For the unsuspecting foreigners I guess this could upset them if they do not know the way of these operators. I understand this happens in most countries. Be aware is the best solution for all countries. I am sure some foreigners are ripped off in Australia and other countries in one way or another but the shoe business was the best I had ever seen.

Policing these unfair traders is the best and only solution as long as the public are not afraid to come forward and make the problem noticed by the authorities.

(Darren Spackman from Australia)

Better supervision thanks to social media

I am well aware that Vietnam is not only country that is facing such problem. Similar ways to deceive foreign visitors have been existent in Thailand many years ago. However, thanks to the authority’s approach and severe punishments, this problem was for most parts avoided for the last 20 years.

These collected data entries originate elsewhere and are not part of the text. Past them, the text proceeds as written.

/*!
内存后端的共享表，使用分片哈希表获得按键的原子更新
*/

use chashmap::CHashMap;
use once_cell::sync::Lazy;
use std::sync::atomic::{AtomicU32, AtomicU64, Ordering};

use crate::{
    chat::{ChatMessage, ChatRole},
    config::datatype::{MessageId, RequestId, Timestamp, UploadId, UserId},
    consult::ConsultRequest,
    oss::{ObjectUploadRequest, PresignUrl},
    user::{Caller, UserInfo},
};

/** `UserRecord` 账号的内存存储形式
*/
pub struct UserRecord {
    pub info: UserInfo,
    pub email: String,
    pub password: String,
}

/** `TokenRecord` 令牌到调用方身份的映射项
*/
pub struct TokenRecord {
    pub caller: Caller,
    pub timestamp: Timestamp,
}

/** `ConversationLog` 单个请求会话的消息列表与序号分配器
 *
 * 序号分配与追加发生在同一把分片写锁内，保证全序与前缀一致。
*/
pub struct ConversationLog {
    pub last_id: MessageId,
    pub messages: Vec<ChatMessage>,
}

#[allow(non_upper_case_globals)]
pub static users: Lazy<CHashMap<UserId, UserRecord>> = Lazy::new(|| CHashMap::new());
#[allow(non_upper_case_globals)]
pub static user_email_map: Lazy<CHashMap<String, UserId>> = Lazy::new(|| CHashMap::new());
#[allow(non_upper_case_globals)]
pub static tokens: Lazy<CHashMap<String, TokenRecord>> = Lazy::new(|| CHashMap::new());
#[allow(non_upper_case_globals)]
pub static consult_requests: Lazy<CHashMap<RequestId, ConsultRequest>> =
    Lazy::new(|| CHashMap::new());
#[allow(non_upper_case_globals)]
pub static conversations: Lazy<CHashMap<RequestId, ConversationLog>> =
    Lazy::new(|| CHashMap::new());
#[allow(non_upper_case_globals)]
pub static read_cursors: Lazy<CHashMap<(RequestId, ChatRole), MessageId>> =
    Lazy::new(|| CHashMap::new());
#[allow(non_upper_case_globals)]
pub static upload_requests: Lazy<CHashMap<UploadId, ObjectUploadRequest>> =
    Lazy::new(|| CHashMap::new());
#[allow(non_upper_case_globals)]
pub static file_urls: Lazy<CHashMap<String, PresignUrl>> = Lazy::new(|| CHashMap::new());

#[allow(non_upper_case_globals)]
pub static last_user_id: AtomicU32 = AtomicU32::new(0);
#[allow(non_upper_case_globals)]
pub static last_request_id: AtomicU64 = AtomicU64::new(0);
#[allow(non_upper_case_globals)]
pub static last_upload_id: AtomicU64 = AtomicU64::new(0);

/// 清空全部内存表，测试间复位用
pub fn flush_all() {
    users.clear();
    user_email_map.clear();
    tokens.clear();
    consult_requests.clear();
    conversations.clear();
    read_cursors.clear();
    upload_requests.clear();
    file_urls.clear();
    last_user_id.store(0, Ordering::SeqCst);
    last_request_id.store(0, Ordering::SeqCst);
    last_upload_id.store(0, Ordering::SeqCst);
}
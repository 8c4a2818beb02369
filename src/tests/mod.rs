mod database_request_test;
mod poller_test;
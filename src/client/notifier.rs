use crate::config::datatype::RequestId;

/** `ChatNotice` 轮询客户端向UI上抛的通知事件
*/
#[derive(Clone, Debug, PartialEq)]
pub enum ChatNotice {
    /// 新观察到对端消息，每条消息恰好通知一次
    NewMessages {
        request_id: RequestId,
        /// 本次新观察到的对端消息数
        new_count: u64,
        /// 服务端权威未读数，降级路径下拿不到
        unread: Option<u64>,
    },
    /// 服务端未读数回落（例如另一个标签页标记了已读）
    UnreadChanged { request_id: RequestId, unread: u64 },
}

/** `ChatNotifier` 通知事件的接收方，由UI实现
*/
pub trait ChatNotifier: Send + Sync {
    fn notify(&self, notice: ChatNotice);
}

/** `EmptyChatNotifier` 丢弃一切通知的默认实现
*/
pub struct EmptyChatNotifier;

impl ChatNotifier for EmptyChatNotifier {
    fn notify(&self, _notice: ChatNotice) {}
}
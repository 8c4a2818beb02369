mod chat;
mod common;
mod file;
mod index;
mod path;
mod request;
mod user;

pub use chat::*;
pub use common::*;
pub use file::*;
pub use request::*;
pub use user::*;
use crate::config::datatype::*;
use crate::consult::{ConsultRequest, ConsultRequestStatus};

use super::common::use_memory;
use super::memory;
use super::redis;

/// 写入一个咨询请求并分配ID，同时建立空的会话消息列表
pub async fn create_consult_request(
    user_id: UserId,
    summary: String,
    disease: Option<String>,
) -> Result<ConsultRequest, ()> {
    if use_memory() {
        return memory::create_consult_request(user_id, summary, disease).await;
    }
    return redis::create_consult_request(user_id, summary, disease).await;
}

/// 通过ID获得咨询请求
pub async fn get_consult_request(request_id: RequestId) -> Result<Option<ConsultRequest>, ()> {
    if use_memory() {
        return memory::get_consult_request(request_id).await;
    }
    return redis::get_consult_request(request_id).await;
}

/// 为请求设置受理专家并更新状态
pub async fn set_request_expert(request_id: RequestId, expert_id: UserId) -> Result<(), ()> {
    if use_memory() {
        return memory::set_request_expert(request_id, expert_id).await;
    }
    return redis::set_request_expert(request_id, expert_id).await;
}

/// 更新请求状态
pub async fn set_request_status(
    request_id: RequestId,
    status: ConsultRequestStatus,
) -> Result<(), ()> {
    if use_memory() {
        return memory::set_request_status(request_id, status).await;
    }
    return redis::set_request_status(request_id, status).await;
}

/// 获得某农户发起的全部请求
pub async fn list_requests_of_user(user_id: UserId) -> Result<Vec<ConsultRequest>, ()> {
    if use_memory() {
        return memory::list_requests_of_user(user_id).await;
    }
    return redis::list_requests_of_user(user_id).await;
}

/// 获得某专家受理的全部请求
pub async fn list_requests_of_expert(expert_id: UserId) -> Result<Vec<ConsultRequest>, ()> {
    if use_memory() {
        return memory::list_requests_of_expert(expert_id).await;
    }
    return redis::list_requests_of_expert(expert_id).await;
}

/// 获得所有等待受理的请求
pub async fn list_pending_requests() -> Result<Vec<ConsultRequest>, ()> {
    if use_memory() {
        return memory::list_pending_requests().await;
    }
    return redis::list_pending_requests().await;
}
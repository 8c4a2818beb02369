use std::time::Duration;

use mobc::{Connection, Pool};
use mobc_redis::{redis, RedisConnectionManager};
use once_cell::sync::OnceCell;
use redis::AsyncCommands;

use crate::config::Config;

pub type MobcPool = Pool<RedisConnectionManager>;
pub type MobcCon = Connection<RedisConnectionManager>;

pub static POOL: OnceCell<MobcPool> = OnceCell::new();

pub async fn connect_database() -> Result<(), ()> {
    let database_config = &Config::get().database;
    let client = redis::Client::open(&*database_config.address).map_err(|_| ())?;
    let manager = RedisConnectionManager::new(client);

    let pool = mobc::Pool::builder()
        .get_timeout(Some(Duration::from_secs(
            database_config.pool_timeout as u64,
        )))
        .max_open(database_config.pool_max_open as u64)
        .max_idle(database_config.pool_max_idle as u64)
        .max_lifetime(Some(Duration::from_secs(
            database_config.pool_expire as u64,
        )))
        .build(manager);

    pool.get().await.unwrap().set::<_, _, ()>("test", 1).await.ok();

    POOL.set(pool).ok();

    return Ok(());
}

pub async fn get_con() -> Result<MobcCon, ()> {
    return POOL.get().unwrap().get().await.map_err(|_| ());
}
/*!
 * 轮询客户端，农户端与专家端各自独立实例化
*/

mod notifier;
mod poller;
mod poller_actor;
mod session_api;

pub use notifier::*;
pub use poller::*;
pub use poller_actor::*;
pub use session_api::*;
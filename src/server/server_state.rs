/*!
服务器状态有关的函数
*/

use log::info;
use once_cell::sync::Lazy;

use crate::config::Config;
use crate::database;
use crate::oss;

use tokio::runtime::Handle as TokioHandle;

/** `workers_handle` server_worker的tokio句柄，承接后台任务
*/
#[allow(non_upper_case_globals)]
pub static workers_handle: Lazy<TokioHandle> = Lazy::new(|| {
    let num = std::cmp::max(1, Config::get().server_worker_num);
    info!("正在启动{}个server_worker", num);
    let local_runtime = tokio::runtime::Builder::new_multi_thread()
        .worker_threads(num)
        .enable_io()
        .enable_time()
        .build()
        .unwrap();

    let runtime_box = Box::leak(Box::new(local_runtime));

    runtime_box.handle().clone()
});

pub struct ServerState;

impl ServerState {
    pub async fn start() {
        Lazy::force(&workers_handle);
        if Config::get().s3_oss.enable {
            Lazy::force(&oss::BUCKET);
        }
        database::connect_database().await.ok();
    }
}
use serde::{Deserialize, Serialize};

use crate::config::datatype::{MessageId, RequestId, Timestamp};

/** `ChatRole` 会话参与者角色，同时作为账号角色与消息发送者
*/
#[derive(Clone, Copy, Serialize, Deserialize, Debug, PartialEq, Eq, Hash)]
#[serde(rename_all = "lowercase")]
pub enum ChatRole {
    User,
    Expert,
}

impl ChatRole {
    /// 返回会话中的对端角色
    pub fn counterpart(&self) -> ChatRole {
        match *self {
            ChatRole::User => ChatRole::Expert,
            ChatRole::Expert => ChatRole::User,
        }
    }

    pub fn get_str(&self) -> &'static str {
        match *self {
            ChatRole::User => "user",
            ChatRole::Expert => "expert",
        }
    }
}

/** `FileAttachment` 消息附件描述，四个字段作为整体出现
*/
#[derive(Clone, Serialize, Deserialize, Debug, PartialEq)]
#[serde(rename_all = "camelCase")]
pub struct FileAttachment {
    pub file_url: String,
    pub file_name: String,
    pub file_mime: String,
    pub file_size: u64,
}

/** `MessageContent` 消息内容，纯文本或文本带附件
*/
#[derive(Clone, Serialize, Deserialize, Debug, PartialEq)]
#[serde(tag = "type")]
pub enum MessageContent {
    #[serde(rename_all = "camelCase")]
    Text { text: String },
    #[serde(rename_all = "camelCase")]
    File { text: String, file: FileAttachment },
}

impl MessageContent {
    /// 纯文本消息不允许为空，带附件时正文可以为空
    pub fn is_empty(&self) -> bool {
        match self {
            MessageContent::Text { text } => text.trim().is_empty(),
            MessageContent::File { .. } => false,
        }
    }

    pub fn text_len(&self) -> usize {
        match self {
            MessageContent::Text { text } => text.len(),
            MessageContent::File { text, .. } => text.len(),
        }
    }
}

/** `ChatMessage` 聊天消息数据类型
*/
#[derive(Serialize, Deserialize, Clone, Debug, PartialEq)]
#[serde(rename_all = "camelCase")]
pub struct ChatMessage {
    pub in_chat_id: MessageId,
    pub request_id: RequestId,
    pub sender: ChatRole,
    pub content: MessageContent,
    pub timestamp: Timestamp,
}
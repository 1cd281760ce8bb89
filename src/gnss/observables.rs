
use std::collections::BTreeMap;

use crate::utils::kinematics::C;

use super::synchro::GnssSynchro;

/// Nominal signal travel time added to the latest transmit time so every
/// pseudorange comes out near its physical 20000+ km value.
pub const TRAVEL_TIME_OFFSET_S:f64 = 68.802e-3;

/// One aligned epoch: every included observation carries the identical
/// hybrid receiver time.
#[derive(Debug, Clone)]
pub struct AlignedEpoch {
	pub t_rx: f64,
	pub epoch_sample: usize,
	pub observables: BTreeMap<usize, GnssSynchro>,
}

/// Fan-in across channels.  Each channel deposits its latest per-symbol
/// record; at every `output_rate_ms` boundary of the receiver sample clock
/// the aligner extrapolates all transmit times to the epoch sample, fixes a
/// common receiver time and derives the pseudoranges against it.
pub struct ObservablesAligner {
	fs: f64,
	latest: Vec<Option<GnssSynchro>>,
}

impl ObservablesAligner {

	pub fn new(n_channels:usize, fs:f64) -> Self {
		ObservablesAligner { fs, latest: vec![None; n_channels] }
	}

	/// Deposits the newest per-symbol record of one channel.
	pub fn update(&mut self, synchro:GnssSynchro) {
		let slot = synchro.channel_id;
		if slot < self.latest.len() {
			self.latest[slot] = Some(synchro);
		}
	}

	pub fn clear_channel(&mut self, channel_id:usize) {
		if channel_id < self.latest.len() {
			self.latest[channel_id] = None;
		}
	}

	/// Aligns all valid channels onto the epoch ending at `epoch_sample`.
	/// Channels without a valid pseudorange flag are excluded; fewer than
	/// one valid channel yields None.
	pub fn align_epoch(&self, epoch_sample:usize) -> Option<AlignedEpoch> {
		// Extrapolate each channel's transmit time from its last symbol to
		// the common epoch sample
		let mut extrapolated:Vec<(usize, GnssSynchro, f64)> = vec![];
		for slot in self.latest.iter() {
			if let Some(s) = slot {
				if !s.flag_valid_pseudorange || !s.pseudorange_is_consistent() { continue; }
				let dt = ((epoch_sample as i64) - (s.symbol_samplestamp_samples as i64)) as f64 / self.fs;
				extrapolated.push((s.channel_id, *s, s.tow_at_current_symbol_s + dt));
			}
		}

		if extrapolated.is_empty() { return None; }

		// The reference is the latest transmit time across channels; adding
		// the nominal travel time gives the common receiver time
		let t_tx_max = extrapolated.iter().map(|(_, _, t)| *t).fold(f64::MIN, f64::max);
		let t_rx = t_tx_max + TRAVEL_TIME_OFFSET_S;

		let mut observables = BTreeMap::new();
		for (channel_id, mut s, t_tx) in extrapolated {
			s.pseudorange_m = (t_rx - t_tx) * C;
			s.tow_at_current_symbol_s = t_tx;
			s.tow_hybrid_at_current_symbol_s = t_rx;
			observables.insert(channel_id, s);
		}

		Some(AlignedEpoch { t_rx, epoch_sample, observables })
	}

}
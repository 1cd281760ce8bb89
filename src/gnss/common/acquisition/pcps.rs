
use rustfft::num_complex::Complex;

use crate::Sample;
use crate::config::AcquisitionConfig;
use crate::gnss::synchro::SignalType;

use super::{AcqEvent, AcqState, AcquisitionResult, CorrelatorPlan};

/// Parallel code-phase search: for every Doppler bin, wipe the carrier off
/// one dwell of samples, correlate against the local code via FFT and score
/// the grid maximum against the detection threshold.
pub struct PcpsAcquisition {
	pub signal: SignalType,
	pub prn: usize,
	pub fs: f64,
	pub state: AcqState,

	pub threshold: f64,
	pub doppler_freqs: Vec<f64>,
	pub doppler_step_hz: f64,
	pub ifreq_hz: f64,
	pub max_dwells: usize,
	pub required_consecutive: usize,

	plan: CorrelatorPlan,
	samples_per_code: usize,

	buffer: Vec<Complex<f64>>,
	buffer_start_idx: usize,
	last_sample_idx: usize,

	dwell_count: usize,
	positive_streak: usize,
	pending: Option<AcquisitionResult>,
	event: Option<AcqEvent>,
	dump: Option<crate::io::TraceDump>,
}

impl PcpsAcquisition {

	pub fn new(signal:SignalType, prn:usize, fs:f64, cfg:&AcquisitionConfig,
	           replica_one_code:Vec<Complex<f64>>, samples_per_code:usize) -> Self {
		let code_period_ms = (signal.code_period_sec() * 1.0e3).round() as usize;
		let code_periods = cfg.coherent_integration_time_ms / code_period_ms;
		let len_fft = samples_per_code * code_periods.max(1);

		// Tile the single-period replica across the whole dwell
		let mut local_code:Vec<Complex<f64>> = Vec::with_capacity(len_fft);
		while local_code.len() < len_fft {
			local_code.extend_from_slice(&replica_one_code);
		}
		local_code.truncate(len_fft);

		let doppler_freqs = super::doppler_bins(cfg.doppler_max_hz, cfg.doppler_step_hz);
		let threshold = match cfg.pfa {
			Some(pfa) => super::threshold_from_pfa(pfa, len_fft, len_fft * doppler_freqs.len()),
			None => cfg.threshold,
		};

		PcpsAcquisition {
			signal, prn, fs,
			state: AcqState::Standby,
			threshold,
			doppler_freqs,
			doppler_step_hz: cfg.doppler_step_hz as f64,
			ifreq_hz: cfg.ifreq_hz as f64,
			max_dwells: cfg.max_dwells.max(1),
			required_consecutive: if cfg.bit_transition_flag { 2 } else { 1 },
			plan: CorrelatorPlan::new(local_code),
			samples_per_code,
			buffer: vec![],
			buffer_start_idx: 0,
			last_sample_idx: 0,
			dwell_count: 0,
			positive_streak: 0,
			pending: None,
			event: None,
			dump: super::open_dump(cfg),
		}
	}

	pub fn start(&mut self) {
		self.state = AcqState::Searching;
		self.buffer.clear();
		self.dwell_count = 0;
		self.positive_streak = 0;
		self.pending = None;
		self.event = None;
	}

	pub fn reset(&mut self) {
		self.state = AcqState::Standby;
		self.buffer.clear();
		self.event = None;
	}

	pub fn provide_sample(&mut self, s:&Sample) {
		if self.state != AcqState::Searching { return; }
		if s.idx <= self.last_sample_idx && s.idx > 0 { return; }
		if self.buffer.is_empty() { self.buffer_start_idx = s.idx; }
		self.last_sample_idx = s.idx;
		self.buffer.push(s.val);
	}

	pub fn poll_event(&mut self) -> Option<AcqEvent> {
		if self.state == AcqState::Searching && self.buffer.len() >= self.plan.len_fft {
			self.run_dwell();
		}
		self.event.take()
	}

	fn run_dwell(&mut self) {
		let len = self.plan.len_fft;
		let block:Vec<Complex<f64>> = self.buffer.drain(..len).collect();
		let dwell_stamp = self.buffer_start_idx;
		self.buffer_start_idx += len;

		let input_power_total:f64 = block.iter().map(|c| c.norm_sqr()).sum();

		let mut best_stat = 0.0f64;
		let mut best_doppler = 0.0f64;
		let mut best_phase = 0usize;
		for freq in self.doppler_freqs.clone() {
			let wiped = super::wipe_carrier(&block, self.fs, self.ifreq_hz + freq);
			let (idx, mag) = self.plan.correlate_peak(&wiped);
			let stat = mag / (input_power_total * (len as f64));
			if stat > best_stat {
				best_stat = stat;
				best_doppler = freq;
				best_phase = idx % self.samples_per_code;
			}
		}

		self.dwell_count += 1;
		super::dump_dwell(&mut self.dump, best_doppler, best_phase, best_stat);

		if best_stat > self.threshold {
			self.positive_streak += 1;
			let result = AcquisitionResult {
				doppler_hz: best_doppler,
				doppler_step_hz: self.doppler_step_hz,
				code_phase_samples: best_phase,
				samplestamp_samples: dwell_stamp,
				test_statistic: best_stat,
			};
			// Keep the strongest dwell of a multi-dwell confirmation
			self.pending = match self.pending {
				Some(prev) if prev.test_statistic >= best_stat => Some(prev),
				_ => Some(result),
			};
			if self.positive_streak >= self.required_consecutive {
				self.state = AcqState::Positive;
				self.event = Some(AcqEvent::Positive(self.pending.take().unwrap()));
			}
		} else {
			self.positive_streak = 0;
			self.pending = None;
			if self.dwell_count >= self.max_dwells {
				self.state = AcqState::Negative;
				self.event = Some(AcqEvent::Negative);
			}
		}
	}

}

In Thailand, social media are very popular and have become a good way to keep an eye on the society with tourism services not being an exception. When such actions are found within the society, they are guaranteed to be uploaded and condemned on social media. That way, police, authorities, and customer control department will be acknowledged and take necessary measures to deal with the problem. More importantly, by this means people will be aware of the current situation and what kind of fraud there is so as to protect themselves.

Despite this advantage, social media make it too simple to frame service suppliers that do not deserve it. Moreover, as these networks are popular around the world, many foreigners might have a bad impression of the countries without actually getting to know them.

Immediate solution to all problems in the society remains severe fines and punishments. In Thailand we also have a group of people only investigating and making sure the regulations are being practiced.